It is an undeniable fact of life that pretenders succeed. Pretenders create the impression that they know more than they do know, and that they have achieved more than they have. A long chain of such impressions, crafted for small cliques as much as large audiences, and fortified among persons who count, creates a reputation, which results in job offers, promotions, awards, and opportunities for genuine achievement, which, to be fair, pretenders use to actually become the persons they have pretended to be. If all goes well, the pretense eventually diminishes, the smoke and mirrors are stored away, and something authentic emerges.
Meanwhile, however, the honest, naive ones who never claimed to know what they did not know, who as freely revealed their failures as their triumphs, who never confidently proferred a dubious answer in the expectation that it would do no harm, or that it could be corrected easily enough later---the fate of such innocent souls is to fill out the lower reaches of their chosen occupations and courses of life.

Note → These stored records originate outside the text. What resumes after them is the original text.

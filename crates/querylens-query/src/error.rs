//! Analysis errors

use querylens_core::QueryLensError;
use thiserror::Error;

pub type AnalyzeResult<T> = Result<T, AnalyzeError>;

/// Errors that abort a single analysis
#[derive(Debug, Error)]
pub enum AnalyzeError {
    /// The statement itself failed; nothing was recorded
    #[error("{source} (after {elapsed_ms:.2} ms)")]
    ExecutionFailed {
        #[source]
        source: QueryLensError,
        elapsed_ms: f64,
    },
}

impl AnalyzeError {
    /// The engine error behind the failure
    pub fn engine_error(&self) -> &QueryLensError {
        match self {
            Self::ExecutionFailed { source, .. } => source,
        }
    }

    /// Milliseconds spent before the failure surfaced
    pub fn elapsed_ms(&self) -> f64 {
        match self {
            Self::ExecutionFailed { elapsed_ms, .. } => *elapsed_ms,
        }
    }
}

On the whole, I have no quarrel with the pretenders. Perhaps nine-tenths of the practical good done in this world is done by them. And I may be a pretender myself. In the spiritual realm, however, the pretender's course does give me pause. For God cannot be impressed as humans can. His view of us will never be molded by the quiet little press releases we launch heavenward. He will not spread word of our faux excellence to His angels and His saints, there or here below. The pretender, being too-practiced in his arts, is in constant danger of getting ahead of himself, and of being painfully drawn back to who he truly is, by the one true God.
In the end, of course, all shall be well. In God's kingdom, the first shall be last, and the last first. This prophecy is often misunderstood. It does not mean that the last shall replace the first and that the first will be relegated to the back of the pack. It means that the very ordering of first and last shall be obliterated. All will stand and thrive together on a single, happy plain.
In the meantime, though, say a prayer...for the pretenders.